Une nouvelle proposition, « Studiolo », est constituée d’un faux plafond et de copeaux de contreplaqué posés au sol. Cet ensemble accentue la confusion recherchée par l’artiste, entre peinture, sculpture et architecture.
D’autres surprises, placées ici ou là dans les différents espaces de Silicone, viennent rythmer l’exposition.
Manifestement, Ladislas Combeuil dépasse les dualités sculpture/peinture, volume/surface, forme/concept.
Fil conducteur depuis ses débuts, l’opposition entre l’art conceptuel et le « fait main » n’aurait plus lieu d’être étant donné sa dissolution postmoderne, moderne, postinternet, enfin comme vous voulez (rire !).
Pleines de distance et de savoir-faire, les œuvres de Ladislas Combeuil interrogent l’histoire de l’art, le labeur de l’artiste dans son atelier, son statut d’artiste, le tout enrobé d’une indéniable ironie et de beaucoup d’humour.
Julie Crenn, 2015
« Un artiste original ne peut pas copier. Il n’a donc qu’à copier pour être original. »
Jean Cocteau – Le Coq et l’Arlequin, 1918.
En revenant et en manipulant l’histoire de la sculpture moderne et contemporaine, Ladislas Combeuil questionne le statut de la sculpture. De Constantin Brancusi à Raphaël Zarka en passant par Donald Judd et Richard Serra, il est à la recherche de nouvelles formes et de nouveaux dispositifs spatiaux.
Ainsi, il travaille les silhouettes des œuvres de ses aînés, non pas en prélevant de la matière, mais en la découpant pour en restituer le dessin. Au moyen de baguettes de bois et de toile de lin, il refaçonne les formes d’Albrecht Durer ou de Frank Stella ( Formes en transit). Les éléments du support de la peinture (châssis et toile) sont détournés au profit d’une relecture du volume et de son histoire. Les références servent de base de travail pour produire un dépassement, une traduction.
Plus récemment, l’artiste se concentre sur les motifs ornementaux présents dans l’architecture arabe ou encore les vitraux ou les sols de bâtiments anciens. Les motifs sont décontextualisés et reconsidérés d’un point de vue matériel. Ladislas Combeuil procède à un travail d’ajourage du bois pour faire naître ses Moucharabieh et Claustra. Les panneaux sculptés peuvent être associés pour redessiner l’espace d’exposition en formant un parcours où le regardeur, à la fois caché et visible, se perd dans une profusion de motifs.
Accrochées directement au mur, les œuvres ajoutent une réflexion sur la peinture.

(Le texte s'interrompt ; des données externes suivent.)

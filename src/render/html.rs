//! HTML fragment rendering.
//!
//! Output is a sequence of lines: the metadata header, then one line per
//! heading, paragraph, or list group. It is not a single well-formed
//! document.

use std::fs;
use std::io::Write;

use image::ImageFormat;

use crate::error::{Error, Result};
use crate::model::{Block, Body, Document, Image, Run, Style};

use super::element::{Element, Node};
use super::metadata::{extract_metadata, Metadata};
use super::visitor::{walk_block, walk_run, DocumentVisitor};
use super::RenderOptions;

/// Convert a document to HTML fragments.
///
/// Images are written to `options.image_dir`; without one they are dropped
/// with a warning.
pub fn to_html(doc: &Document, options: &RenderOptions) -> Result<String> {
    let mut output = Vec::new();
    HtmlRenderer::new(&mut output, options.clone()).render(doc)?;
    String::from_utf8(output).map_err(|e| Error::Render(format!("Invalid UTF-8 output: {}", e)))
}

/// Derive a stable, UUID-shaped id from the text of the blocks.
pub fn document_id(blocks: &[Block]) -> String {
    let mut hasher = sha1_smol::Sha1::new();
    for block in blocks {
        hasher.update(block.plain_text().as_bytes());
        hasher.update(b"\n");
    }
    let hex = hasher.digest().to_string();
    format!(
        "{}-{}-{}-{}-{}",
        &hex[0..8],
        &hex[8..12],
        &hex[12..16],
        &hex[16..20],
        &hex[20..32]
    )
}

/// HTML renderer writing fragment lines to `W`.
///
/// The writer is flushed by [`HtmlRenderer::finish`] and again when the
/// renderer is dropped, so output written before a failure is not lost.
pub struct HtmlRenderer<W: Write> {
    writer: W,
    options: RenderOptions,
    state: RenderState,
    image_dir_created: bool,
}

impl<W: Write> HtmlRenderer<W> {
    /// Create a new HTML renderer.
    pub fn new(writer: W, options: RenderOptions) -> Self {
        Self {
            writer,
            options,
            state: RenderState::default(),
            image_dir_created: false,
        }
    }

    /// Render a whole document and flush the writer.
    pub fn render(mut self, doc: &Document) -> Result<()> {
        self.visit_document(doc)?;
        self.finish()
    }

    /// Flush the underlying writer.
    pub fn finish(&mut self) -> Result<()> {
        self.writer.flush()?;
        Ok(())
    }

    fn write_line(&mut self, element: &Element) -> Result<()> {
        writeln!(self.writer, "{}", element)?;
        Ok(())
    }

    /// Write the metadata header if it is still pending.
    fn write_pending_metadata(&mut self) -> Result<()> {
        match std::mem::take(&mut self.state.header) {
            Header::Pending(metadata) => {
                self.state.header = Header::Written;
                self.write_line(&metadata.to_element())
            }
            other => {
                self.state.header = other;
                Ok(())
            }
        }
    }

    fn flush_group(&mut self) -> Result<()> {
        if let Some(group) = self.state.group.take() {
            self.write_line(&group.element)?;
        }
        Ok(())
    }

    fn add_list_item(&mut self, style: Style, item: Element) -> Result<()> {
        if self.state.group.as_ref().is_some_and(|g| g.style != style) {
            self.flush_group()?;
        }
        self.state
            .group
            .get_or_insert_with(|| ListGroup::new(style))
            .element
            .push(item);
        Ok(())
    }

    /// Encode an image as PNG into the image directory and return its reference.
    fn save_image(&mut self, image: &Image) -> Result<String> {
        let dir = self
            .options
            .image_dir
            .as_ref()
            .ok_or_else(|| Error::Render("no image directory configured".to_string()))?;

        if !self.image_dir_created {
            fs::create_dir_all(dir)?;
            self.image_dir_created = true;
        }

        let file_name = image.file_name("png");
        image
            .bitmap()
            .save_with_format(dir.join(&file_name), ImageFormat::Png)?;
        Ok(format!("{}{}", self.options.image_path_prefix, file_name))
    }
}

impl<W: Write> Drop for HtmlRenderer<W> {
    fn drop(&mut self) {
        let _ = self.writer.flush();
    }
}

impl<W: Write> DocumentVisitor for HtmlRenderer<W> {
    fn visit_body(&mut self, body: &Body) -> Result<()> {
        let section = extract_metadata(&body.blocks);
        log::debug!(
            "Brief section consumed {} of {} blocks",
            section.consumed(body.blocks.len()),
            body.blocks.len()
        );

        self.state.header = if self.options.include_metadata {
            let mut metadata = section.metadata;
            metadata.id = self
                .options
                .document_id
                .clone()
                .unwrap_or_else(|| document_id(&body.blocks));
            Header::Pending(metadata)
        } else {
            Header::Disabled
        };

        for block in section.kept {
            self.visit_block(block)?;
        }
        self.flush_group()
    }

    fn visit_block(&mut self, block: &Block) -> Result<()> {
        match block.style {
            Style::Title => {
                self.state.set_title(block.plain_text());
                return Ok(());
            }
            Style::Subtitle => {
                self.state.set_subtitle(block.plain_text());
                return Ok(());
            }
            _ => {}
        }

        let list_style = block.style.is_list().then_some(block.style);
        let name = match block.style.heading_level() {
            Some(level) => {
                self.state.had_first_heading = true;
                heading_name(level)
            }
            None if list_style.is_some() => "li",
            // Leading paragraphs before the first heading are dropped.
            None if !self.state.had_first_heading => return Ok(()),
            None => "p",
        };

        self.write_pending_metadata()?;
        self.state.open_block(Element::new(name))?;
        walk_block(self, block)?;
        let element = self.state.close_block()?;

        match list_style {
            Some(style) => self.add_list_item(style, element),
            None => {
                self.flush_group()?;
                self.write_line(&element)
            }
        }
    }

    fn visit_run(&mut self, run: &Run) -> Result<()> {
        let code = run.style == Style::Code;
        if !code && run.hyperlink.is_none() {
            return walk_run(self, run);
        }

        self.state
            .open_inline(InlineFormat::new(code, run.hyperlink.as_deref()))?;
        walk_run(self, run)?;
        let element = self.state.close_inline()?;
        self.state.push(Node::Element(element))
    }

    fn visit_text(&mut self, text: &str) -> Result<()> {
        if text.is_empty() {
            return Ok(());
        }
        self.state.push(Node::Text(text.to_string()))
    }

    fn visit_image(&mut self, image: &Image) -> Result<()> {
        match self.save_image(image) {
            Ok(src) => self
                .state
                .push(Node::Element(Element::new("img").with_attribute("src", src))),
            Err(e) => {
                log::warn!("Cannot save image '{}': {}", image.name(), e);
                Ok(())
            }
        }
    }
}

fn heading_name(level: u8) -> &'static str {
    match level {
        1 => "h1",
        2 => "h2",
        3 => "h3",
        _ => "h4",
    }
}

/// Where the metadata header stands.
#[derive(Debug, Default)]
enum Header {
    /// Not configured, or no body visited yet
    #[default]
    Disabled,
    /// Waiting for the first rendered block
    Pending(Metadata),
    /// Already written
    Written,
}

/// A batch of consecutive list items of one style.
#[derive(Debug)]
struct ListGroup {
    style: Style,
    element: Element,
}

impl ListGroup {
    fn new(style: Style) -> Self {
        let name = if style == Style::NumberedList { "ol" } else { "ul" };
        Self {
            style,
            element: Element::new(name),
        }
    }
}

/// An open inline element, optionally wrapped in a link when closed.
#[derive(Debug)]
struct InlineFormat {
    element: Element,
    link: Option<String>,
}

impl InlineFormat {
    fn new(code: bool, hyperlink: Option<&str>) -> Self {
        match (code, hyperlink) {
            (true, link) => Self {
                element: Element::new("code"),
                link: link.map(str::to_string),
            },
            (false, link) => Self {
                element: Element::new("a").with_attribute("href", link.unwrap_or_default()),
                link: None,
            },
        }
    }

    fn close(self) -> Element {
        match self.link {
            Some(href) => Element::new("a")
                .with_attribute("href", href)
                .with_child(self.element),
            None => self.element,
        }
    }
}

/// The renderer's state machine: at most one open block and one open
/// inline element, plus the pending list group and header.
#[derive(Debug, Default)]
struct RenderState {
    header: Header,
    block: Option<Element>,
    group: Option<ListGroup>,
    inline: Option<InlineFormat>,
    had_first_heading: bool,
}

impl RenderState {
    fn open_block(&mut self, element: Element) -> Result<()> {
        if self.block.is_some() {
            return Err(Error::Render("a block is already open".to_string()));
        }
        self.block = Some(element);
        Ok(())
    }

    fn close_block(&mut self) -> Result<Element> {
        self.block
            .take()
            .ok_or_else(|| Error::Render("no open block to close".to_string()))
    }

    fn open_inline(&mut self, format: InlineFormat) -> Result<()> {
        if self.inline.is_some() {
            return Err(Error::Render("an inline format is already open".to_string()));
        }
        self.inline = Some(format);
        Ok(())
    }

    fn close_inline(&mut self) -> Result<Element> {
        self.inline
            .take()
            .map(InlineFormat::close)
            .ok_or_else(|| Error::Render("no open inline format to close".to_string()))
    }

    /// Append to the innermost open element.
    fn push(&mut self, node: Node) -> Result<()> {
        let target = match (&mut self.inline, &mut self.block) {
            (Some(inline), _) => &mut inline.element,
            (None, Some(block)) => block,
            (None, None) => return Err(Error::Render("content outside of a block".to_string())),
        };
        target.push_node(node);
        Ok(())
    }

    fn set_title(&mut self, title: String) {
        match &mut self.header {
            Header::Pending(metadata) => metadata.title = title,
            Header::Written => log::warn!("Title '{}' found after content; ignored", title),
            Header::Disabled => {}
        }
    }

    fn set_subtitle(&mut self, subtitle: String) {
        match &mut self.header {
            Header::Pending(metadata) => metadata.subtitle = subtitle,
            Header::Written => log::warn!("Subtitle '{}' found after content; ignored", subtitle),
            Header::Disabled => {}
        }
    }
}
//! Access to the parts of a DOCX zip package.

use std::io::{Cursor, Read};

use zip::result::ZipError;
use zip::ZipArchive;

use crate::detect::detect_format_from_bytes;
use crate::error::{Error, Result};

/// Directory holding the WordprocessingML parts.
pub const WORD_DIR: &str = "word/";
/// Main document part.
pub const DOCUMENT_PART: &str = "word/document.xml";
/// Relationship part of the main document.
pub const DOCUMENT_RELS_PART: &str = "word/_rels/document.xml.rels";

/// Largest entry the importer will inflate.
pub const MAX_ENTRY_SIZE: u64 = 512 * 1024 * 1024;
/// Upper bound on the buffer reserved from a declared entry size.
const MAX_PREALLOC: u64 = 1024 * 1024;

/// An opened zip package, held in memory.
pub struct Package {
    archive: ZipArchive<Cursor<Vec<u8>>>,
}

impl Package {
    /// Open a package from its bytes.
    pub fn from_bytes(data: Vec<u8>) -> Result<Self> {
        detect_format_from_bytes(&data)?;
        let archive = ZipArchive::new(Cursor::new(data))?;
        Ok(Self { archive })
    }

    /// Number of entries in the package.
    pub fn len(&self) -> usize {
        self.archive.len()
    }

    /// Check if the package has no entries.
    pub fn is_empty(&self) -> bool {
        self.archive.is_empty()
    }

    /// Check whether an entry exists.
    pub fn contains(&self, name: &str) -> bool {
        self.archive.index_for_name(name).is_some()
    }

    /// Read an entry's bytes, or `None` if there is no such entry.
    ///
    /// Entries larger than [`MAX_ENTRY_SIZE`] are rejected with a format error.
    pub fn read_entry(&mut self, name: &str) -> Result<Option<Vec<u8>>> {
        let file = match self.archive.by_name(name) {
            Ok(file) => file,
            Err(ZipError::FileNotFound) => return Ok(None),
            Err(e) => return Err(e.into()),
        };
        let declared = file.size();
        read_capped(file, declared, MAX_ENTRY_SIZE)
            .map(Some)
            .map_err(|e| match e {
                Error::Format(msg) => Error::format(format!("Zip entry '{}': {}", name, msg)),
                other => other,
            })
    }

    /// Read an entry as UTF-8 text, or `None` if there is no such entry.
    pub fn read_text(&mut self, name: &str) -> Result<Option<String>> {
        match self.read_entry(name)? {
            Some(data) => Ok(Some(decode_text(data))),
            None => Ok(None),
        }
    }
}

/// Read at most `limit` bytes. The declared size only sizes the initial
/// buffer; it comes from the archive and is not trusted.
fn read_capped<R: Read>(reader: R, declared: u64, limit: u64) -> Result<Vec<u8>> {
    let mut data = Vec::with_capacity(declared.min(MAX_PREALLOC).min(limit) as usize);
    reader.take(limit + 1).read_to_end(&mut data)?;
    if data.len() as u64 > limit {
        return Err(Error::format(format!("larger than {} bytes", limit)));
    }
    Ok(data)
}

/// Decode an XML part, dropping a UTF-8 byte order mark if present.
fn decode_text(data: Vec<u8>) -> String {
    let text = match String::from_utf8(data) {
        Ok(text) => text,
        Err(e) => String::from_utf8_lossy(e.as_bytes()).into_owned(),
    };
    match text.strip_prefix('\u{feff}') {
        Some(stripped) => stripped.to_string(),
        None => text,
    }
}

/// Resolve a relationship target to a package entry name.
///
/// Targets are relative to the `word/` directory unless they start with `/`.
pub fn resolve_target(target: &str) -> String {
    match target.strip_prefix('/') {
        Some(absolute) => absolute.to_string(),
        None => format!("{}{}", WORD_DIR, target),
    }
}

#[cfg(test)]
mod tests {
    use super::*;
    use std::io::Write;
    use zip::write::SimpleFileOptions;
    use zip::ZipWriter;

    fn build_zip(entries: &[(&str, &[u8])]) -> Vec<u8> {
        let mut writer = ZipWriter::new(Cursor::new(Vec::new()));
        for (name, data) in entries {
            writer
                .start_file(*name, SimpleFileOptions::default())
                .unwrap();
            writer.write_all(data).unwrap();
        }
        writer.finish().unwrap().into_inner()
    }

    #[test]
    fn test_read_entry() {
        let data = build_zip(&[(DOCUMENT_PART, b"<doc/>")]);
        let mut package = Package::from_bytes(data).unwrap();

        assert_eq!(package.len(), 1);
        assert!(package.contains(DOCUMENT_PART));
        assert!(!package.contains(DOCUMENT_RELS_PART));
        assert_eq!(
            package.read_text(DOCUMENT_PART).unwrap().as_deref(),
            Some("<doc/>")
        );
        assert!(package.read_entry(DOCUMENT_RELS_PART).unwrap().is_none());
    }

    #[test]
    fn test_bom_is_stripped() {
        let data = build_zip(&[(DOCUMENT_PART, "\u{feff}<doc/>".as_bytes())]);
        let mut package = Package::from_bytes(data).unwrap();
        assert_eq!(
            package.read_text(DOCUMENT_PART).unwrap().as_deref(),
            Some("<doc/>")
        );
    }

    #[test]
    fn test_not_a_zip() {
        assert!(Package::from_bytes(b"<html></html>".to_vec()).is_err());
    }

    #[test]
    fn test_read_capped() {
        let data = read_capped(Cursor::new(b"hello"), u64::MAX, 16).unwrap();
        assert_eq!(data, b"hello");

        let err = read_capped(Cursor::new(b"hello"), 5, 4).unwrap_err();
        assert!(err.is_format_error());
    }

    #[test]
    fn test_forged_entry_size_does_not_abort() {
        let mut writer = ZipWriter::new(Cursor::new(Vec::new()));
        let options = SimpleFileOptions::default()
            .compression_method(zip::CompressionMethod::Stored)
            .large_file(true);
        writer.start_file(DOCUMENT_PART, options).unwrap();
        writer.write_all(b"<doc/>").unwrap();
        let mut data = writer.finish().unwrap().into_inner();

        // Rewrite the uncompressed size in every zip64 extra field.
        let real = 6u64.to_le_bytes();
        let forged = (1u64 << 62).to_le_bytes();
        let mut i = 0;
        while i + 12 <= data.len() {
            if data[i] == 0x01 && data[i + 1] == 0x00 && data[i + 4..i + 12] == real {
                data[i + 4..i + 12].copy_from_slice(&forged);
                i += 12;
            } else {
                i += 1;
            }
        }

        if let Ok(mut package) = Package::from_bytes(data) {
            if let Ok(Some(entry)) = package.read_entry(DOCUMENT_PART) {
                assert!(entry.len() as u64 <= MAX_ENTRY_SIZE);
            }
        }
    }

    #[test]
    fn test_resolve_target() {
        assert_eq!(resolve_target("media/image1.png"), "word/media/image1.png");
        assert_eq!(resolve_target("/media/image1.png"), "media/image1.png");
    }
}
//! # undocx
//!
//! Word document (DOCX) content extraction library for Rust.
//!
//! This library imports the body of a DOCX package into a small document
//! model and renders it as HTML fragments with a metadata header, plain
//! text, or JSON.
//!
//! ## Quick Start
//!
//! ```no_run
//! use undocx::{parse_file, render};
//!
//! fn main() -> undocx::Result<()> {
//!     // Import a DOCX file
//!     let doc = parse_file("Guide.docx")?;
//!
//!     // Convert to HTML, writing images to ./Images
//!     let options = render::RenderOptions::new().with_image_dir("Images");
//!     let html = render::to_html(&doc, &options)?;
//!     println!("{}", html);
//!
//!     Ok(())
//! }
//! ```
//!
//! ## Features
//!
//! - **Style-driven import**: paragraph and character styles map to a fixed set
//! - **Metadata harvesting**: title, subtitle and the leading BRIEF section
//! - **Image extraction**: embedded drawings are decoded and saved as PNG
//! - **Visitor traversal**: plug custom renderers into [`render::DocumentVisitor`]

pub mod convert;
pub mod detect;
pub mod error;
pub mod model;
pub mod parser;
pub mod render;

// Re-export commonly used types
pub use convert::{convert_file, ConvertOptions, ConvertResult, OutputFormat, OutputPaths};
pub use detect::{detect_format_from_bytes, detect_format_from_path, is_docx, PackageFormat};
pub use error::{Error, Result};
pub use model::{Block, Body, Document, Image, Run, RunContent, Style};
pub use parser::{DocxParser, ParseOptions, StyleMap};
pub use render::{
    DocumentStats, DocumentVisitor, HtmlRenderer, JsonFormat, Metadata, PlainTextRenderer,
    RenderOptions,
};

use std::io::Read;
use std::path::{Path, PathBuf};

/// Parse a DOCX file and return a structured document.
///
/// # Example
///
/// ```no_run
/// use undocx::parse_file;
///
/// let doc = parse_file("Guide.docx").unwrap();
/// println!("Blocks: {}", doc.block_count());
/// ```
pub fn parse_file<P: AsRef<Path>>(path: P) -> Result<Document> {
    DocxParser::open(path)?.parse()
}

/// Parse a DOCX file with custom options.
///
/// # Example
///
/// ```no_run
/// use undocx::{parse_file_with_options, ParseOptions};
///
/// let doc = parse_file_with_options("Guide.docx", ParseOptions::new().text_only()).unwrap();
/// ```
pub fn parse_file_with_options<P: AsRef<Path>>(path: P, options: ParseOptions) -> Result<Document> {
    DocxParser::open_with_options(path, options)?.parse()
}

/// Parse a DOCX from bytes.
pub fn parse_bytes(data: &[u8]) -> Result<Document> {
    DocxParser::from_bytes(data)?.parse()
}

/// Parse a DOCX from bytes with custom options.
pub fn parse_bytes_with_options(data: &[u8], options: ParseOptions) -> Result<Document> {
    DocxParser::from_bytes_with_options(data, options)?.parse()
}

/// Parse a DOCX from a reader.
pub fn parse_reader<R: Read>(reader: R) -> Result<Document> {
    DocxParser::from_reader(reader)?.parse()
}

/// Parse a DOCX from a reader with custom options.
pub fn parse_reader_with_options<R: Read>(reader: R, options: ParseOptions) -> Result<Document> {
    DocxParser::from_reader_with_options(reader, options)?.parse()
}

/// Extract plain text from a DOCX file, one line per block.
///
/// Drawings are not decoded.
pub fn extract_text<P: AsRef<Path>>(path: P) -> Result<String> {
    let doc = parse_file_with_options(path, ParseOptions::new().text_only())?;
    Ok(doc.plain_text())
}

/// Convert a DOCX file to HTML fragments.
///
/// Images are dropped; use [`Undocx::with_image_dir`] or
/// [`convert_file`] to keep them.
pub fn to_html<P: AsRef<Path>>(path: P) -> Result<String> {
    let doc = parse_file_with_options(path, ParseOptions::new().text_only())?;
    render::to_html(&doc, &RenderOptions::default())
}

/// Builder for importing and converting DOCX documents.
///
/// # Example
///
/// ```no_run
/// use undocx::Undocx;
///
/// let html = Undocx::new()
///     .with_image_dir("out/Images")
///     .with_document_id("guide")
///     .parse("Guide.docx")?
///     .to_html()?;
/// # Ok::<(), undocx::Error>(())
/// ```
#[derive(Debug, Clone, Default)]
pub struct Undocx {
    parse_options: ParseOptions,
    render_options: RenderOptions,
}

impl Undocx {
    /// Create a new builder.
    pub fn new() -> Self {
        Self::default()
    }

    /// Enable or disable image extraction.
    pub fn with_images(mut self, extract: bool) -> Self {
        self.parse_options = self.parse_options.with_images(extract);
        self
    }

    /// Set image output directory.
    pub fn with_image_dir(mut self, dir: impl Into<PathBuf>) -> Self {
        self.render_options = self.render_options.with_image_dir(dir);
        self
    }

    /// Set the style resolution table.
    pub fn with_style_map(mut self, style_map: StyleMap) -> Self {
        self.parse_options = self.parse_options.with_style_map(style_map);
        self
    }

    /// Set a fixed metadata id.
    pub fn with_document_id(mut self, id: impl Into<String>) -> Self {
        self.render_options = self.render_options.with_document_id(id);
        self
    }

    /// Parse a DOCX file and return a result wrapper.
    pub fn parse<P: AsRef<Path>>(self, path: P) -> Result<UndocxResult> {
        let document = DocxParser::open_with_options(path, self.parse_options)?.parse()?;
        Ok(UndocxResult {
            document,
            render_options: self.render_options,
        })
    }

    /// Parse a DOCX from bytes.
    pub fn parse_bytes(self, data: &[u8]) -> Result<UndocxResult> {
        let document = DocxParser::from_bytes_with_options(data, self.parse_options)?.parse()?;
        Ok(UndocxResult {
            document,
            render_options: self.render_options,
        })
    }
}

/// Result of importing a DOCX document.
#[derive(Debug)]
pub struct UndocxResult {
    /// The imported document
    pub document: Document,
    render_options: RenderOptions,
}

impl UndocxResult {
    /// Convert to HTML fragments.
    pub fn to_html(&self) -> Result<String> {
        render::to_html(&self.document, &self.render_options)
    }

    /// Convert to plain text.
    pub fn to_text(&self) -> Result<String> {
        render::to_text(&self.document)
    }

    /// Convert to JSON.
    pub fn to_json(&self, format: JsonFormat) -> Result<String> {
        render::to_json(&self.document, format)
    }

    /// Collect statistics.
    pub fn stats(&self) -> DocumentStats {
        DocumentStats::collect(&self.document)
    }

    /// Get the document.
    pub fn document(&self) -> &Document {
        &self.document
    }
}
//! Embedded image values.

use image::DynamicImage;
use serde::ser::{Serialize, SerializeStruct, Serializer};

/// An image embedded in a run.
///
/// The bitmap is decoded at import time, so a renderer can re-encode it in
/// whatever format it writes.
#[derive(Debug, Clone)]
pub struct Image {
    name: String,
    bitmap: DynamicImage,
}

impl Image {
    /// Create an image from its logical name and decoded bitmap.
    pub fn new(name: impl Into<String>, bitmap: DynamicImage) -> Self {
        Self {
            name: name.into(),
            bitmap,
        }
    }

    /// Logical name, usually the asset file name without extension.
    pub fn name(&self) -> &str {
        &self.name
    }

    /// The decoded bitmap.
    pub fn bitmap(&self) -> &DynamicImage {
        &self.bitmap
    }

    /// Width in pixels.
    pub fn width(&self) -> u32 {
        self.bitmap.width()
    }

    /// Height in pixels.
    pub fn height(&self) -> u32 {
        self.bitmap.height()
    }

    /// Output file name: the logical name with `extension` appended.
    ///
    /// Dots already in the name are kept, so `chart.final` becomes
    /// `chart.final.png` rather than colliding with `chart`.
    pub fn file_name(&self, extension: &str) -> String {
        format!("{}.{}", self.name, extension)
    }
}

// Pixel data is not part of the JSON dump.
impl Serialize for Image {
    fn serialize<S: Serializer>(&self, serializer: S) -> Result<S::Ok, S::Error> {
        let mut state = serializer.serialize_struct("Image", 3)?;
        state.serialize_field("name", &self.name)?;
        state.serialize_field("width", &self.width())?;
        state.serialize_field("height", &self.height())?;
        state.end()
    }
}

Une réflexion qui traverse sa pratique depuis quelques années, en 2012 il construit une paroi en assemblant des dizaines de toiles enchâssées, barbouillées de blanc et retournées. Pensées pour moi-même atteste à la fois d’un hommage et d’un refus de la peinture. Seule la forme subsiste.
Avec un soin particulier accordé aux mathématiques et à la géométrie, l’artiste respecte les notions de symétrie et les questions de proportions de la composition. Une donnée que nous retrouvons avec la pièce Sierpinski (hommage au mathématicien polonais), où, sur le sol, sont disposés des octogones en béton. Ils forment un ensemble à la fois normé et décoratif. Ou encore avec l’œuvre intitulée Brise Lame, où l’artiste choisit de conserver les arrêtes du dessin d’un brise lame, pour le traduire au moyen de barres en acier rouillé.
Au fil des œuvres, Ladislas Combeuil installe une confusion entre des dimensions mathématiques, fonctionnelles et ornementales. En prélevant dans différents domaines, il ouvre les formes de la sculpture pour en prolonger et réactualiser l’histoire.